I had a question about couple of things:
(1) The patch resulted in ICE for float operands, because we were
using lhs_type to build mask, which is float vector type.
So I adjusted the patch to make mask vector of integer_type_node with
length == length(lhs_type) if lhs has float vector type.
Does that look OK ?

(2) Moved check for d->vmode != op_mode (and only checking for dup in
that case), inside vec_perm_const_1,
since it does some initial bookkeeping (like swapping operands),
before calling respective functions.
Does that look OK ?

Thanks,
Prathamesh
>
> Thanks,
> Richard
diff --git a/gcc/config/aarch64/aarch64-sve-builtins-base.cc b/gcc/config/aarch64/aarch64-sve-builtins-base.cc
index bee410929bd..48e849bec34 100644
--- a/gcc/config/aarch64/aarch64-sve-builtins-base.cc
+++ b/gcc/config/aarch64/aarch64-sve-builtins-base.cc
@@ -44,6 +44,7 @@
 #include "aarch64-sve-builtins-shapes.h"
 #include "aarch64-sve-builtins-base.h"
 #include "aarch64-sve-builtins-functions.h"
+#include "ssa.h"
 
 using namespace aarch64_sve;
 
@@ -1207,6 +1208,66 @@ public:
     insn_code icode = code_for_aarch64_sve_ld1rq (e.vector_mode (0));
     return e.use_contiguous_load_insn (icode);
   }
+
+  gimple *
+  fold (gimple_folder &f) const override
+  {
+    tree arg0 = gimple_call_arg (f.call, 0);
+    tree arg1 = gimple_call_arg (f.call, 1);
+
+    /* Transform:
+       lhs = svld1rq ({-1, -1, ... }, arg1)
+       into:
+       tmp = mem_ref<vectype> [(int * {ref-all}) arg1]
+       lhs = vec_perm_expr<tmp, tmp, {0, 1, 2, 3, ...}>.

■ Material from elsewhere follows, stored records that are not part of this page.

//! The record-store CRUD contract.
//!
//! One async method set per entity type. `*_get` on a missing id is
//! `Ok(None)`, never an error; `*_update`/`*_delete` on a missing id fail
//! with `StoreError::NotFound`. Creation goes through draft structs and
//! returns the completed record with its store-assigned id; updates are
//! whole-record replacements.

use async_trait::async_trait;
use dealflow_core::{
    Account, AccountDraft, Contact, ContactDraft, CrmResult, Deal, DealDraft, Lead, LeadDraft,
    RecordId, Stage,
};

/// Async CRUD contract with the record-storage collaborator.
///
/// Implementations: `InMemoryStore` (this crate) and
/// `dealflow_client::RemoteStore` (REST).
#[async_trait]
pub trait RecordStore: Send + Sync {
    // === Deal Operations ===

    /// List all deals, unordered. The full collection is fetched and
    /// partitioned client-side; there is no pagination.
    async fn deal_list(&self) -> CrmResult<Vec<Deal>>;

    /// Get a deal by id.
    async fn deal_get(&self, id: RecordId) -> CrmResult<Option<Deal>>;

    /// Create a deal from a draft.
    async fn deal_create(&self, draft: &DealDraft) -> CrmResult<Deal>;

    /// Replace a deal record wholesale.
    async fn deal_update(&self, deal: &Deal) -> CrmResult<Deal>;

    /// Delete a deal.
    async fn deal_delete(&self, id: RecordId) -> CrmResult<()>;

    // === Lead Operations ===

    /// List all leads, unordered.
    async fn lead_list(&self) -> CrmResult<Vec<Lead>>;

    /// Get a lead by id.
    async fn lead_get(&self, id: RecordId) -> CrmResult<Option<Lead>>;

    /// Create a lead from a draft.
    async fn lead_create(&self, draft: &LeadDraft) -> CrmResult<Lead>;

    /// Replace a lead record wholesale.
    async fn lead_update(&self, lead: &Lead) -> CrmResult<Lead>;

    /// Delete a lead.
    async fn lead_delete(&self, id: RecordId) -> CrmResult<()>;

    // === Contact Operations ===

    /// List all contacts, unordered.
    async fn contact_list(&self) -> CrmResult<Vec<Contact>>;

    /// Get a contact by id.
    async fn contact_get(&self, id: RecordId) -> CrmResult<Option<Contact>>;

    /// Create a contact from a draft.
    async fn contact_create(&self, draft: &ContactDraft) -> CrmResult<Contact>;

    /// Replace a contact record wholesale.
    async fn contact_update(&self, contact: &Contact) -> CrmResult<Contact>;

    /// Delete a contact.
    async fn contact_delete(&self, id: RecordId) -> CrmResult<()>;

    // === Account Operations ===

    /// List all accounts, unordered.
    async fn account_list(&self) -> CrmResult<Vec<Account>>;

    /// Get an account by id.
    async fn account_get(&self, id: RecordId) -> CrmResult<Option<Account>>;

    /// Create an account from a draft.
    async fn account_create(&self, draft: &AccountDraft) -> CrmResult<Account>;

    /// Replace an account record wholesale.
    async fn account_update(&self, account: &Account) -> CrmResult<Account>;

    /// Delete an account.
    async fn account_delete(&self, id: RecordId) -> CrmResult<()>;

    // === Stage Operations ===

    /// List the stage set in ordinal order. Board logic treats stages as
    /// read-only; the mutation methods exist for the settings surface.
    async fn stage_list(&self) -> CrmResult<Vec<Stage>>;

    /// Get a stage by its string id.
    async fn stage_get(&self, id: &str) -> CrmResult<Option<Stage>>;

    /// Create a stage. Stage ids are caller-chosen slugs, so a duplicate
    /// id is a `CreateFailed`.
    async fn stage_create(&self, stage: &Stage) -> CrmResult<Stage>;

    /// Replace a stage record wholesale.
    async fn stage_update(&self, stage: &Stage) -> CrmResult<Stage>;

    /// Delete a stage. Deals referencing it are not reassigned; they
    /// simply stop matching any column.
    async fn stage_delete(&self, id: &str) -> CrmResult<()>;
}
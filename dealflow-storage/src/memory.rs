//! In-memory record store for tests and offline use.

use crate::store::RecordStore;
use async_trait::async_trait;
use chrono::Utc;
use dealflow_core::{
    Account, AccountDraft, Contact, ContactDraft, CrmError, CrmResult, Deal, DealDraft, Lead,
    LeadDraft, RecordId, RecordKind, Stage, StageId, StoreError,
};
use std::collections::HashMap;
use std::sync::{Arc, RwLock};

/// One entity table: rows keyed by id plus the id allocator.
#[derive(Debug)]
struct Table<T> {
    rows: HashMap<RecordId, T>,
    next_id: RecordId,
}

impl<T> Default for Table<T> {
    fn default() -> Self {
        Self {
            rows: HashMap::new(),
            next_id: 0,
        }
    }
}

impl<T> Table<T> {
    fn allocate(&mut self) -> RecordId {
        self.next_id += 1;
        self.next_id
    }

    fn seed(&mut self, id: RecordId, row: T) {
        self.next_id = self.next_id.max(id);
        self.rows.insert(id, row);
    }
}

/// In-memory implementation of `RecordStore`.
///
/// Integer ids are allocated monotonically per table and never reused,
/// even after deletes. Updates store the submitted record verbatim
/// (whole-record replacement, field pass-through). Lists come back in id
/// order, i.e. creation order, so collection order is stable across
/// fetches.
#[derive(Debug, Default)]
pub struct InMemoryStore {
    deals: Arc<RwLock<Table<Deal>>>,
    leads: Arc<RwLock<Table<Lead>>>,
    contacts: Arc<RwLock<Table<Contact>>>,
    accounts: Arc<RwLock<Table<Account>>>,
    stages: Arc<RwLock<HashMap<StageId, Stage>>>,
}

fn poisoned<T>(_: T) -> CrmError {
    StoreError::LockPoisoned.into()
}

impl InMemoryStore {
    /// Create a new empty store.
    pub fn new() -> Self {
        Self::default()
    }

    /// Create a store pre-populated with a stage set.
    pub fn with_stages(stages: impl IntoIterator<Item = Stage>) -> Self {
        let store = Self::new();
        {
            let mut table = store.stages.write().unwrap();
            for stage in stages {
                table.insert(stage.id.clone(), stage);
            }
        }
        store
    }

    /// Insert a deal with an explicit id, bumping the allocator past it.
    /// Fixture helper; normal creation goes through `deal_create`.
    pub fn seed_deal(&self, deal: Deal) {
        self.deals.write().unwrap().seed(deal.id, deal);
    }

    /// Insert a lead with an explicit id. Fixture helper.
    pub fn seed_lead(&self, lead: Lead) {
        self.leads.write().unwrap().seed(lead.id, lead);
    }

    /// Insert a contact with an explicit id. Fixture helper.
    pub fn seed_contact(&self, contact: Contact) {
        self.contacts.write().unwrap().seed(contact.id, contact);
    }

    /// Insert an account with an explicit id. Fixture helper.
    pub fn seed_account(&self, account: Account) {
        self.accounts.write().unwrap().seed(account.id, account);
    }

    /// Clear all stored data.
    pub fn clear(&self) {
        *self.deals.write().unwrap() = Table::default();
        *self.leads.write().unwrap() = Table::default();
        *self.contacts.write().unwrap() = Table::default();
        *self.accounts.write().unwrap() = Table::default();
        self.stages.write().unwrap().clear();
    }

    /// Count of stored deals.
    pub fn deal_count(&self) -> usize {
        self.deals.read().unwrap().rows.len()
    }

    /// Count of stored leads.
    pub fn lead_count(&self) -> usize {
        self.leads.read().unwrap().rows.len()
    }

    /// Count of stored contacts.
    pub fn contact_count(&self) -> usize {
        self.contacts.read().unwrap().rows.len()
    }

    /// Count of stored accounts.
    pub fn account_count(&self) -> usize {
        self.accounts.read().unwrap().rows.len()
    }

    // === Sync core, shared by the async trait impl and sync tests ===

    fn list<T: Clone>(table: &Arc<RwLock<Table<T>>>) -> CrmResult<Vec<T>> {
        let table = table.read().map_err(poisoned)?;
        Ok(table.rows.values().cloned().collect())
    }

    fn get<T: Clone>(table: &Arc<RwLock<Table<T>>>, id: RecordId) -> CrmResult<Option<T>> {
        let table = table.read().map_err(poisoned)?;
        Ok(table.rows.get(&id).cloned())
    }

    fn create<T: Clone>(
        table: &Arc<RwLock<Table<T>>>,
        build: impl FnOnce(RecordId) -> T,
    ) -> CrmResult<T> {
        let mut table = table.write().map_err(poisoned)?;
        let id = table.allocate();
        let row = build(id);
        table.rows.insert(id, row.clone());
        Ok(row)
    }

    fn replace<T: Clone>(
        table: &Arc<RwLock<Table<T>>>,
        kind: RecordKind,
        id: RecordId,
        row: &T,
    ) -> CrmResult<T> {
        let mut table = table.write().map_err(poisoned)?;
        if !table.rows.contains_key(&id) {
            return Err(StoreError::NotFound { kind, id }.into());
        }
        table.rows.insert(id, row.clone());
        Ok(row.clone())
    }

    fn remove<T>(table: &Arc<RwLock<Table<T>>>, kind: RecordKind, id: RecordId) -> CrmResult<()> {
        let mut table = table.write().map_err(poisoned)?;
        if table.rows.remove(&id).is_none() {
            return Err(StoreError::NotFound { kind, id }.into());
        }
        Ok(())
    }
}

#[async_trait]
impl RecordStore for InMemoryStore {
    // === Deal Operations ===

    async fn deal_list(&self) -> CrmResult<Vec<Deal>> {
        let mut deals = Self::list(&self.deals)?;
        deals.sort_by_key(|d| d.id);
        Ok(deals)
    }

    async fn deal_get(&self, id: RecordId) -> CrmResult<Option<Deal>> {
        Self::get(&self.deals, id)
    }

    async fn deal_create(&self, draft: &DealDraft) -> CrmResult<Deal> {
        let now = Utc::now();
        Self::create(&self.deals, |id| draft.clone().into_record(id, now))
    }

    async fn deal_update(&self, deal: &Deal) -> CrmResult<Deal> {
        Self::replace(&self.deals, RecordKind::Deal, deal.id, deal)
    }

    async fn deal_delete(&self, id: RecordId) -> CrmResult<()> {
        Self::remove(&self.deals, RecordKind::Deal, id)
    }

    // === Lead Operations ===

    async fn lead_list(&self) -> CrmResult<Vec<Lead>> {
        let mut leads = Self::list(&self.leads)?;
        leads.sort_by_key(|l| l.id);
        Ok(leads)
    }

    async fn lead_get(&self, id: RecordId) -> CrmResult<Option<Lead>> {
        Self::get(&self.leads, id)
    }

    async fn lead_create(&self, draft: &LeadDraft) -> CrmResult<Lead> {
        let now = Utc::now();
        Self::create(&self.leads, |id| draft.clone().into_record(id, now))
    }

    async fn lead_update(&self, lead: &Lead) -> CrmResult<Lead> {
        Self::replace(&self.leads, RecordKind::Lead, lead.id, lead)
    }

    async fn lead_delete(&self, id: RecordId) -> CrmResult<()> {
        Self::remove(&self.leads, RecordKind::Lead, id)
    }

    // === Contact Operations ===

    async fn contact_list(&self) -> CrmResult<Vec<Contact>> {
        let mut contacts = Self::list(&self.contacts)?;
        contacts.sort_by_key(|c| c.id);
        Ok(contacts)
    }

    async fn contact_get(&self, id: RecordId) -> CrmResult<Option<Contact>> {
        Self::get(&self.contacts, id)
    }

    async fn contact_create(&self, draft: &ContactDraft) -> CrmResult<Contact> {
        let now = Utc::now();
        Self::create(&self.contacts, |id| draft.clone().into_record(id, now))
    }

    async fn contact_update(&self, contact: &Contact) -> CrmResult<Contact> {
        Self::replace(&self.contacts, RecordKind::Contact, contact.id, contact)
    }

    async fn contact_delete(&self, id: RecordId) -> CrmResult<()> {
        Self::remove(&self.contacts, RecordKind::Contact, id)
    }

    // === Account Operations ===

    async fn account_list(&self) -> CrmResult<Vec<Account>> {
        let mut accounts = Self::list(&self.accounts)?;
        accounts.sort_by_key(|a| a.id);
        Ok(accounts)
    }

    async fn account_get(&self, id: RecordId) -> CrmResult<Option<Account>> {
        Self::get(&self.accounts, id)
    }

    async fn account_create(&self, draft: &AccountDraft) -> CrmResult<Account> {
        let now = Utc::now();
        Self::create(&self.accounts, |id| draft.clone().into_record(id, now))
    }

    async fn account_update(&self, account: &Account) -> CrmResult<Account> {
        Self::replace(&self.accounts, RecordKind::Account, account.id, account)
    }

    async fn account_delete(&self, id: RecordId) -> CrmResult<()> {
        Self::remove(&self.accounts, RecordKind::Account, id)
    }

    // === Stage Operations ===

    async fn stage_list(&self) -> CrmResult<Vec<Stage>> {
        let stages = self.stages.read().map_err(poisoned)?;
        let mut all: Vec<Stage> = stages.values().cloned().collect();
        all.sort_by_key(|s| s.position);
        Ok(all)
    }

    async fn stage_get(&self, id: &str) -> CrmResult<Option<Stage>> {
        let stages = self.stages.read().map_err(poisoned)?;
        Ok(stages.get(id).cloned())
    }

    async fn stage_create(&self, stage: &Stage) -> CrmResult<Stage> {
        let mut stages = self.stages.write().map_err(poisoned)?;
        if stages.contains_key(&stage.id) {
            return Err(StoreError::CreateFailed {
                kind: RecordKind::Stage,
                reason: format!("stage id {:?} already exists", stage.id),
            }
            .into());
        }
        stages.insert(stage.id.clone(), stage.clone());
        Ok(stage.clone())
    }

    async fn stage_update(&self, stage: &Stage) -> CrmResult<Stage> {
        let mut stages = self.stages.write().map_err(poisoned)?;
        if !stages.contains_key(&stage.id) {
            return Err(StoreError::NotFound {
                kind: RecordKind::Stage,
                id: 0,
            }
            .into());
        }
        stages.insert(stage.id.clone(), stage.clone());
        Ok(stage.clone())
    }

    async fn stage_delete(&self, id: &str) -> CrmResult<()> {
        let mut stages = self.stages.write().map_err(poisoned)?;
        if stages.remove(id).is_none() {
            return Err(StoreError::NotFound {
                kind: RecordKind::Stage,
                id: 0,
            }
            .into());
        }
        Ok(())
    }
}

#[cfg(test)]
mod tests {
    use super::*;
    use dealflow_core::Priority;

    fn deal_draft(stage: &str, value: f64) -> DealDraft {
        DealDraft {
            title: "Test deal".to_string(),
            value,
            stage: stage.to_string(),
            priority: Priority::Medium,
            contact_name: None,
            company: None,
            assigned_to: None,
        }
    }

    #[tokio::test]
    async fn test_create_assigns_monotonic_ids() {
        let store = InMemoryStore::new();
        let a = store.deal_create(&deal_draft("cold-lead", 100.0)).await.unwrap();
        let b = store.deal_create(&deal_draft("cold-lead", 200.0)).await.unwrap();
        assert!(b.id > a.id);
    }

    #[tokio::test]
    async fn test_ids_not_reused_after_delete() {
        let store = InMemoryStore::new();
        let a = store.deal_create(&deal_draft("cold-lead", 100.0)).await.unwrap();
        store.deal_delete(a.id).await.unwrap();
        let b = store.deal_create(&deal_draft("cold-lead", 200.0)).await.unwrap();
        assert!(b.id > a.id);
    }

    #[tokio::test]
    async fn test_get_missing_returns_none() {
        let store = InMemoryStore::new();
        assert_eq!(store.deal_get(999).await.unwrap(), None);
        assert_eq!(store.lead_get(999).await.unwrap(), None);
        assert_eq!(store.contact_get(999).await.unwrap(), None);
        assert_eq!(store.account_get(999).await.unwrap(), None);
        assert_eq!(store.stage_get("missing").await.unwrap(), None);
    }

    #[tokio::test]
    async fn test_update_missing_returns_not_found() {
        let store = InMemoryStore::new();
        let ghost = deal_draft("cold-lead", 100.0).into_record(999, Utc::now());
        let err = store.deal_update(&ghost).await.unwrap_err();
        assert!(matches!(
            err,
            CrmError::Store(StoreError::NotFound {
                kind: RecordKind::Deal,
                id: 999
            })
        ));
    }

    #[tokio::test]
    async fn test_update_replaces_record_verbatim() {
        let store = InMemoryStore::new();
        let deal = store.deal_create(&deal_draft("cold-lead", 100.0)).await.unwrap();
        let replacement = deal.moved_to("deal-closed".to_string(), Utc::now());

        let returned = store.deal_update(&replacement).await.unwrap();
        assert_eq!(returned, replacement);
        assert_eq!(store.deal_get(deal.id).await.unwrap(), Some(replacement));
    }

    #[tokio::test]
    async fn test_duplicate_stage_create_fails() {
        let stage = Stage {
            id: "cold-lead".to_string(),
            name: "Cold Lead".to_string(),
            position: 1,
        };
        let store = InMemoryStore::with_stages([stage.clone()]);
        let err = store.stage_create(&stage).await.unwrap_err();
        assert!(matches!(
            err,
            CrmError::Store(StoreError::CreateFailed {
                kind: RecordKind::Stage,
                ..
            })
        ));
    }

    #[tokio::test]
    async fn test_stage_list_sorted_by_position() {
        let store = InMemoryStore::with_stages([
            Stage {
                id: "deal-closed".to_string(),
                name: "Deal Closed".to_string(),
                position: 4,
            },
            Stage {
                id: "cold-lead".to_string(),
                name: "Cold Lead".to_string(),
                position: 1,
            },
            Stage {
                id: "estimate-sent".to_string(),
                name: "Estimate Sent".to_string(),
                position: 3,
            },
        ]);
        let stages = store.stage_list().await.unwrap();
        let ids: Vec<&str> = stages.iter().map(|s| s.id.as_str()).collect();
        assert_eq!(ids, ["cold-lead", "estimate-sent", "deal-closed"]);
    }

    #[tokio::test]
    async fn test_seed_bumps_allocator() {
        let store = InMemoryStore::new();
        store.seed_deal(deal_draft("cold-lead", 100.0).into_record(10, Utc::now()));
        let next = store.deal_create(&deal_draft("cold-lead", 50.0)).await.unwrap();
        assert!(next.id > 10);
    }
}
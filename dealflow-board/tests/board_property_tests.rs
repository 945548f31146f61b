//! Property tests for stage partitioning and the move operation.

use dealflow_board::{partition, MoveOutcome, PipelineBoard};
use dealflow_core::RecordId;
use dealflow_storage::RecordStore;
use dealflow_test_utils::{arb_deal_collection, default_stages, FailingStore, InMemoryStore};
use proptest::prelude::*;
use std::collections::HashSet;
use std::sync::Arc;

fn runtime() -> tokio::runtime::Runtime {
    tokio::runtime::Builder::new_current_thread()
        .build()
        .expect("test runtime")
}

proptest! {
    #![proptest_config(ProptestConfig::with_cases(128))]

    /// The union of per-stage partitions covers exactly the subset of the
    /// collection whose stage ids appear in the stage set; every deal with
    /// an unmatched stage id is excluded from every column.
    #[test]
    fn prop_partition_covers_matched_subset(deals in arb_deal_collection(40)) {
        let stages = default_stages();
        let stage_ids: HashSet<&str> = stages.iter().map(|s| s.id.as_str()).collect();
        let columns = partition(&stages, &deals);

        let placed: Vec<RecordId> = columns
            .iter()
            .flat_map(|c| c.deals.iter().map(|d| d.id))
            .collect();
        let placed_set: HashSet<RecordId> = placed.iter().copied().collect();
        // no deal lands in two columns
        prop_assert_eq!(placed.len(), placed_set.len());

        let expected: HashSet<RecordId> = deals
            .iter()
            .filter(|d| stage_ids.contains(d.stage.as_str()))
            .map(|d| d.id)
            .collect();
        prop_assert_eq!(placed_set, expected);
    }

    /// Each column's aggregate equals the exact sum of its members'
    /// values, and recomputation yields identical columns.
    #[test]
    fn prop_column_totals_are_exact_sums(deals in arb_deal_collection(40)) {
        let stages = default_stages();
        let columns = partition(&stages, &deals);

        for column in &columns {
            let expected: f64 = deals
                .iter()
                .filter(|d| d.stage == column.stage.id)
                .map(|d| d.value)
                .sum();
            prop_assert_eq!(column.total_value, expected);
        }

        prop_assert_eq!(partition(&stages, &deals), columns);
    }

    /// Members of a column keep the relative order they had in the input
    /// collection.
    #[test]
    fn prop_partition_preserves_relative_order(deals in arb_deal_collection(40)) {
        let stages = default_stages();
        let columns = partition(&stages, &deals);

        for column in &columns {
            let expected: Vec<RecordId> = deals
                .iter()
                .filter(|d| d.stage == column.stage.id)
                .map(|d| d.id)
                .collect();
            let actual: Vec<RecordId> = column.deals.iter().map(|d| d.id).collect();
            prop_assert_eq!(actual, expected);
        }
    }

    /// A same-stage move never reaches the store: against a store whose
    /// every mutation fails, it still succeeds as a no-op.
    #[test]
    fn prop_same_stage_move_never_writes(deals in arb_deal_collection(20)) {
        prop_assume!(!deals.is_empty());
        let rt = runtime();
        rt.block_on(async {
            let target = deals[0].id;
            let stage = deals[0].stage.clone();
            let store = Arc::new(FailingStore::with_data(default_stages(), deals));
            let mut board = PipelineBoard::new(store);
            board.load().await;

            let outcome = board.move_deal(target, stage).await.unwrap();
            prop_assert_eq!(outcome, MoveOutcome::SameStage);
            Ok(())
        })?;
    }

    /// Moving an id that is not in the collection is a no-op that never
    /// reaches the store and never errors.
    #[test]
    fn prop_unknown_deal_move_never_writes(deals in arb_deal_collection(20)) {
        let rt = runtime();
        rt.block_on(async {
            let unknown = deals.iter().map(|d| d.id).max().unwrap_or(0) + 1000;
            let store = Arc::new(FailingStore::with_data(default_stages(), deals));
            let mut board = PipelineBoard::new(store);
            board.load().await;

            let outcome = board.move_deal(unknown, "deal-closed".to_string()).await.unwrap();
            prop_assert_eq!(outcome, MoveOutcome::UnknownDeal);
            Ok(())
        })?;
    }

    /// After a successful move the deal appears in the target column and
    /// only there, and both columns' sums reflect the transfer.
    #[test]
    fn prop_successful_move_repartitions(deals in arb_deal_collection(20)) {
        // pick a mover that starts in a known stage
        let mover = deals.iter().find(|d| d.stage == "cold-lead").cloned();
        prop_assume!(mover.is_some());
        let mover = mover.unwrap();

        let rt = runtime();
        rt.block_on(async {
            let store = Arc::new(InMemoryStore::with_stages(default_stages()));
            for d in &deals {
                store.seed_deal(d.clone());
            }
            let mut board = PipelineBoard::new(store.clone());
            board.load().await;

            let outcome = board.move_deal(mover.id, "deal-closed".to_string()).await.unwrap();
            prop_assert_eq!(outcome, MoveOutcome::Moved);

            let columns = board.columns();
            for column in &columns {
                let here = column.deals.iter().any(|d| d.id == mover.id);
                prop_assert_eq!(here, column.stage.id == "deal-closed");
            }
            let stored = store.deal_get(mover.id).await.unwrap().unwrap();
            prop_assert_eq!(stored.stage.as_str(), "deal-closed");
            Ok(())
        })?;
    }
}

+       on little endian target.
+       vectype is the corresponding ADVSIMD type.  */
+
+    if (!BYTES_BIG_ENDIAN
+	&& integer_all_onesp (arg0))
+      {
+	tree lhs = gimple_call_lhs (f.call);
+	tree lhs_type = TREE_TYPE (lhs);
+	poly_uint64 lhs_len = TYPE_VECTOR_SUBPARTS (lhs_type);
+	tree eltype = TREE_TYPE (lhs_type);
+
+	scalar_mode elmode = GET_MODE_INNER (TYPE_MODE (lhs_type));
+	machine_mode vq_mode = aarch64_vq_mode (elmode).require ();
+	tree vectype = build_vector_type_for_mode (eltype, vq_mode);
+
+	tree elt_ptr_type
+	  = build_pointer_type_for_mode (eltype, VOIDmode, true);
+	tree zero = build_zero_cst (elt_ptr_type);
+
+	/* Use element type alignment.  */
+	tree access_type
+	  = build_aligned_type (vectype, TYPE_ALIGN (eltype));
+
+	tree mem_ref_lhs = make_ssa_name_fn (cfun, access_type, 0);
+	tree mem_ref_op = fold_build2 (MEM_REF, access_type, arg1, zero);
+	gimple *mem_ref_stmt
+	  = gimple_build_assign (mem_ref_lhs, mem_ref_op);
+	gsi_insert_before (f.gsi, mem_ref_stmt, GSI_SAME_STMT);
+
+	int source_nelts = TYPE_VECTOR_SUBPARTS (access_type).to_constant ();
+	vec_perm_builder sel (lhs_len, source_nelts, 1);
+	for (int i = 0; i < source_nelts; i++)
+	  sel.quick_push (i);
+
+	vec_perm_indices indices (sel, 1, source_nelts);
+	gcc_checking_assert (can_vec_perm_const_p (TYPE_MODE (lhs_type),
+						   TYPE_MODE (access_type),
+						   indices));
+	tree mask_type = (FLOAT_TYPE_P (eltype))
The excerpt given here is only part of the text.